SUPPLIED MATERIAL:
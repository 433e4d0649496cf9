//! Catalog feature slice.
//!
//! Keeps projects with their releases, people, tags, games, sub-plugin paths and
//! requirement records in memory. Uploaded archives go through [`pmgr_archive`] and are
//! stored in the media store; the lock is never held across an `.await`.

mod error;
mod games;
mod media;
mod model;
mod paths;
mod people;
mod projects;
mod query;
mod releases;
mod requirements;
mod store;
mod tags;
#[cfg(feature = "server")]
pub mod api;

pub use error::{CatalogError, CatalogErrorExt};
pub use model::{
    DownloadLink, ForumUser, Game, Project, ProjectImage, ProjectRequirements, PyPiProject,
    Release, RequirementLink, SubPluginPath, Tag, VcsType, VersionControlRequirement,
};
pub use paths::NewPath;
pub use people::UserProjects;
pub use projects::{NewProject, ProjectUpdate};
pub use query::{ListQuery, OrderBy, Page, SortOrder};
pub use releases::{NewRelease, release_file};
pub use requirements::RequirementEntry;

use pmgr_archive::ArchiveInspector;
use pmgr_kernel::domain::config::{ApiConfig, CatalogConfig};
use pmgr_kernel::validation::slugify;
use pmgr_storage::MediaStore;
use store::CatalogStore;

/// Catalog feature state.
#[pmgr_derive::pmgr_slice]
pub struct Catalog {
    store: CatalogStore,
    media: MediaStore,
    inspector: ArchiveInspector,
    settings: CatalogConfig,
}

impl Catalog {
    /// Builds an empty catalog with the configured games.
    #[must_use]
    pub fn open(config: &ApiConfig, media: MediaStore) -> Self {
        let store = CatalogStore::default();
        {
            let mut state = store.write();
            for seed in &config.catalog.games {
                let game = Game {
                    name: seed.name.clone(),
                    basename: seed.basename.clone(),
                    slug: slugify(&seed.basename),
                    icon: seed.icon.clone(),
                };
                state.games.insert(game.slug.clone(), game);
            }
        }

        Self::new(CatalogInner {
            store,
            media,
            inspector: ArchiveInspector::from_config(&config.archive),
            settings: config.catalog.clone(),
        })
    }
}

impl CatalogInner {
    #[must_use]
    pub const fn inspector(&self) -> &ArchiveInspector {
        &self.inspector
    }

    #[must_use]
    pub const fn settings(&self) -> &CatalogConfig {
        &self.settings
    }
}

/// Initialize the catalog feature.
///
/// # Errors
/// Returns an error if the catalog cannot be created.
#[cfg(feature = "server")]
pub fn init(
    config: &ApiConfig,
    media: MediaStore,
) -> Result<pmgr_kernel::domain::registry::InitializedSlice, CatalogError> {
    let catalog = Catalog::open(config, media);
    tracing::info!(games = config.catalog.games.len(), "Catalog slice initialized");
    Ok(pmgr_kernel::domain::registry::InitializedSlice::new(catalog))
}

/// Runs CPU-bound work (zip parsing, image decoding) off the async workers.
pub(crate) async fn blocking<T, F>(work: F) -> Result<T, CatalogError>
where
    F: FnOnce() -> Result<T, CatalogError> + Send + 'static,
    T: Send + 'static,
{
    tokio::task::spawn_blocking(work)
        .await
        .map_err(|err| CatalogError::from(format!("Blocking task failed: {err}")))?
}

/// Drops a file written ahead of a state change that did not go through.
pub(crate) async fn discard(media: &MediaStore, path: &str) {
    if let Err(err) = media.delete(path).await {
        tracing::warn!(%path, error = %err, "Could not discard orphaned media file");
    }
}
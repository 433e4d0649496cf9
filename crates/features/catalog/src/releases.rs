use crate::error::{CatalogError, invalid};
use crate::model::Release;
use crate::projects::{ParentSnapshot, ensure_editor};
use crate::requirements::{check_manifest, link_manifest};
use crate::store::CatalogState;
use crate::{CatalogInner, discard};
use chrono::Utc;
use pmgr_kernel::domain::constants::{
    RELEASE_NOTES_MAX_LENGTH, RELEASE_VERSION_MAX_LENGTH, fields,
};
use pmgr_kernel::domain::project::{ProjectKey, ProjectKind};
use pmgr_kernel::domain::requirements::RequirementsManifest;
use pmgr_kernel::validation::{check_length, check_required, is_valid_version};
use tracing::{debug, info};

#[derive(Debug, Clone, Default)]
pub struct NewRelease {
    pub version: String,
    pub notes: String,
}

/// Media path of a release archive:
/// `releases/plugins/gungame/gungame-v1.0.zip`,
/// `releases/sub-plugins/gungame/dm/dm-v1.0.zip`.
#[must_use]
pub fn release_file(key: &ProjectKey, version: &str) -> String {
    format!("releases/{}/{}-v{version}.zip", key.media_dir(), key.slug)
}

pub(crate) fn check_version(version: &str) -> Result<(), CatalogError> {
    check_required(fields::VERSION, version)?;
    check_length(fields::VERSION, version, RELEASE_VERSION_MAX_LENGTH)?;
    if !is_valid_version(version) {
        return Err(invalid(fields::VERSION, format!("Invalid version \"{version}\".")));
    }
    Ok(())
}

pub(crate) fn check_notes(notes: &str) -> Result<(), CatalogError> {
    Ok(check_length(fields::NOTES, notes, RELEASE_NOTES_MAX_LENGTH)?)
}

fn duplicate_version(version: &str) -> CatalogError {
    invalid(fields::VERSION, format!("Release version \"{version}\" already exists."))
}

fn ensure_new_version(versions: &[Release], version: &str) -> Result<(), CatalogError> {
    if versions.iter().any(|release| release.version == version) {
        return Err(duplicate_version(version));
    }
    Ok(())
}

/// Links the manifest and appends the release once the project is known to accept it.
fn record_release(
    state: &mut CatalogState,
    key: &ProjectKey,
    release: NewRelease,
    file: &str,
    manifest: &RequirementsManifest,
) -> Result<Release, CatalogError> {
    ensure_new_version(&state.project(key)?.releases, &release.version)?;
    let requirements = link_manifest(state, manifest)?;

    let project = state.project_mut(key)?;
    let now = Utc::now();
    let added = Release {
        version: release.version,
        notes: release.notes,
        file: file.to_owned(),
        downloads: 0,
        created: now,
    };
    project.requirements = requirements;
    project.releases.push(added.clone());
    project.modified = now;
    Ok(added)
}

impl CatalogInner {
    /// Publishes a new release of an existing project.
    ///
    /// # Errors
    ///
    /// Rejects duplicate or malformed versions, archives of another basename and users who
    /// may not edit the project.
    pub async fn add_release(
        &self,
        key: &ProjectKey,
        release: NewRelease,
        zip: Vec<u8>,
        actor: u64,
    ) -> Result<Release, CatalogError> {
        check_version(&release.version)?;
        check_notes(&release.notes)?;

        let (basename, parent) = {
            let state = self.store.read();
            let project = state.project(key)?;
            ensure_editor(project, actor)?;
            ensure_new_version(&project.releases, &release.version)?;
            let parent = match (key.kind, key.plugin.as_deref()) {
                (ProjectKind::SubPlugin, Some(plugin)) => Some(ParentSnapshot::of(&state, plugin)?),
                _ => None,
            };
            (project.basename.clone(), parent)
        };

        let zip: std::sync::Arc<[u8]> = zip.into();
        let inspected = self.inspect(key.kind, zip.clone(), parent).await?;
        if inspected.basename != basename {
            return Err(invalid(
                fields::ZIP_FILE,
                format!(
                    "Basename in zip \"{}\" does not match basename for {} \"{basename}\".",
                    inspected.basename, key.kind
                ),
            ));
        }
        let file = release_file(key, &release.version);
        {
            let mut state = self.store.write();
            ensure_new_version(&state.project(key)?.releases, &release.version)?;
            check_manifest(&state, &inspected.requirements)?;
            if !state.pending.insert(file.clone()) {
                return Err(duplicate_version(&release.version));
            }
        }

        if let Err(err) = self.media.write(&file, &zip).await {
            self.store.write().pending.remove(&file);
            return Err(err.into());
        }

        let added = {
            let mut state = self.store.write();
            state.pending.remove(&file);
            record_release(&mut state, key, release, &file, &inspected.requirements)
        };

        match added {
            Ok(added) => {
                info!(project = %key, version = %added.version, "Release added");
                Ok(added)
            },
            Err(err) => {
                discard(&self.media, &file).await;
                Err(err)
            },
        }
    }

    /// Serves a release archive by file name and counts the download.
    ///
    /// # Errors
    ///
    /// [`CatalogError::NotFound`] when the name does not belong to a release of the project.
    pub async fn download(
        &self,
        key: &ProjectKey,
        file_name: &str,
    ) -> Result<(Release, Vec<u8>), CatalogError> {
        let missing = || CatalogError::not_found(format!("No release \"{file_name}\" found."));
        let version = file_name
            .strip_prefix(&format!("{}-v", key.slug))
            .and_then(|rest| rest.strip_suffix(".zip"))
            .ok_or_else(missing)?;

        let file = {
            let state = self.store.read();
            state.project(key)?.release(version).ok_or_else(missing)?.file.clone()
        };
        let bytes = self.media.read(&file).await?;

        let mut state = self.store.write();
        let release = state
            .project_mut(key)?
            .releases
            .iter_mut()
            .find(|release| release.version == version)
            .ok_or_else(missing)?;
        release.downloads += 1;
        debug!(project = %key, %version, downloads = release.downloads, "Release downloaded");
        Ok((release.clone(), bytes))
    }
}
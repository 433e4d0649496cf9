#![allow(unreachable_pub)]
#![allow(clippy::needless_pass_by_value)]

//! # Macros
//!
//! Procedural macros shared by the project manager crates: error enums, API models and
//! handlers, feature slices, and the runtime entry point.
//!
//! The examples in this crate are `ignore`d because proc-macro crates cannot use their own
//! macros in doctests; the consuming crates exercise them in their tests.

mod macros;

use proc_macro::TokenStream;
use syn::{DeriveInput, ItemFn, ItemStruct, parse_macro_input};

/// Attribute macro to bootstrap the tuned Tokio runtime.
///
/// Turns an `async fn main() -> Result<..>` into a synchronous `main` that builds a runtime
/// from a `RuntimeConfig` preset and blocks on the body.
///
/// # Arguments
///
/// * `high_performance` / `memory_efficient` / `default` - preset to start from.
/// * `threads = N` - overrides the worker thread count of the preset.
///
/// # Examples
///
/// ```rust,ignore
/// #[pmgr_runtime::main(high_performance, threads = 8)]
/// async fn main() -> anyhow::Result<()> {
///     Ok(())
/// }
/// ```
#[proc_macro_attribute]
pub fn main(args: TokenStream, item: TokenStream) -> TokenStream {
    let input = parse_macro_input!(item as ItemFn);
    macros::runtime::expand_main(args.into(), input).into()
}

/// Attribute macro for request/response models of the REST API.
///
/// * Adds `Debug`, `Serialize` and `Deserialize` when missing (`request` keeps only
///   `Deserialize`, `response` keeps only `Serialize`).
/// * Adds `utoipa::ToSchema` when the consuming crate enables its `server` feature.
/// * Applies `rename_all = "camelCase"` unless overridden with `rename_all = "..."`.
/// * Structs that accept input deny unknown fields unless `deny_unknown_fields = false`.
///
/// # Example
///
/// ```rust,ignore
/// #[api_model(request)]
/// pub struct CreateTag {
///     pub name: String,
/// }
///
/// #[api_model(rename_all = "lowercase")]
/// pub enum Ordering {
///     Asc,
///     Desc,
/// }
/// ```
#[proc_macro_attribute]
pub fn api_model(attr: TokenStream, item: TokenStream) -> TokenStream {
    let input = parse_macro_input!(item as DeriveInput);
    macros::api::expand_api_model(attr.into(), input).into()
}

/// Attribute macro that documents an Axum handler with `utoipa::path`.
///
/// The arguments are forwarded verbatim (`get`, `path = "..."`, `params(...)`,
/// `responses(...)`, `tag = "..."`) and only take effect with the `server` feature.
///
/// # Example
///
/// ```rust,ignore
/// #[api_handler(
///     get,
///     path = "/health",
///     responses((status = OK, body = HealthResponse)),
///     tag = "System"
/// )]
/// pub async fn health_handler() -> impl IntoResponse {
///     // ...
/// }
/// ```
#[proc_macro_attribute]
pub fn api_handler(args: TokenStream, item: TokenStream) -> TokenStream {
    let input = parse_macro_input!(item as ItemFn);
    macros::api::expand_api_handler(args.into(), input).into()
}

/// Attribute macro for domain error enums.
///
/// # Generated Items
///
/// * `#[derive(Debug, thiserror::Error)]` when not already derived.
/// * `kind()` returning the variant name in `snake_case`.
/// * `<ErrorName>Ext` trait with `.context(...)` for `Result<T, ErrorName>` and for
///   `Result<T, SourceError>` of every variant that wraps a source.
/// * `From<SourceError>` for variants with a `source` (or `#[source]`/`#[from]`) field.
/// * `From<&'static str>` and `From<String>` when an `Internal` variant exists.
/// * A private `format_context` helper for use in `#[error(...)]` strings.
///
/// # Requirements
///
/// * Only enums with named-field variants are accepted.
/// * `context` must be `Option<Cow<'static, str>>`; variants with a source must have one.
/// * `Internal` must declare `message` and `context`.
///
/// # Example
///
/// ```rust,ignore
/// use std::borrow::Cow;
///
/// #[pmgr_derive::pmgr_error]
/// pub enum StorageError {
///     #[error("I/O error{}: {source}", format_context(.context))]
///     Io { source: std::io::Error, context: Option<Cow<'static, str>> },
///
///     #[error("Internal error{}: {message}", format_context(.context))]
///     Internal { message: Cow<'static, str>, context: Option<Cow<'static, str>> },
/// }
///
/// fn read(path: &str) -> Result<Vec<u8>, StorageError> {
///     std::fs::read(path).context("Reading archive")
/// }
/// ```
#[proc_macro_attribute]
pub fn pmgr_error(_args: TokenStream, item: TokenStream) -> TokenStream {
    let input = parse_macro_input!(item as DeriveInput);
    macros::error::expand_derive(input).into()
}

/// Attribute macro to define a feature slice handle.
///
/// The annotated struct becomes `<Name>Inner`; `<Name>` is generated as a cheap `Arc`
/// handle that derefs to it and implements the kernel's `FeatureSlice`.
///
/// # Example
/// ```rust,ignore
/// #[pmgr_derive::pmgr_slice]
/// pub struct Catalog {
///     store: CatalogStore,
/// }
///
/// let slice = Catalog::new(CatalogInner { store });
/// ```
#[proc_macro_attribute]
pub fn pmgr_slice(_attr: TokenStream, item: TokenStream) -> TokenStream {
    let input = parse_macro_input!(item as ItemStruct);
    macros::slice::expand_slice(input).into()
}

TASK BRIEF:
Retype exactly the lines above, from the one with "let catalog = Catalog::open(config, media);" through the one with "the async workers.", inclusive.

RESULT:
    let catalog = Catalog::open(config, media);
    tracing::info!(games = config.catalog.games.len(), "Catalog slice initialized");
    Ok(pmgr_kernel::domain::registry::InitializedSlice::new(catalog))
}

/// Runs CPU-bound work (zip parsing, image decoding) off the async workers.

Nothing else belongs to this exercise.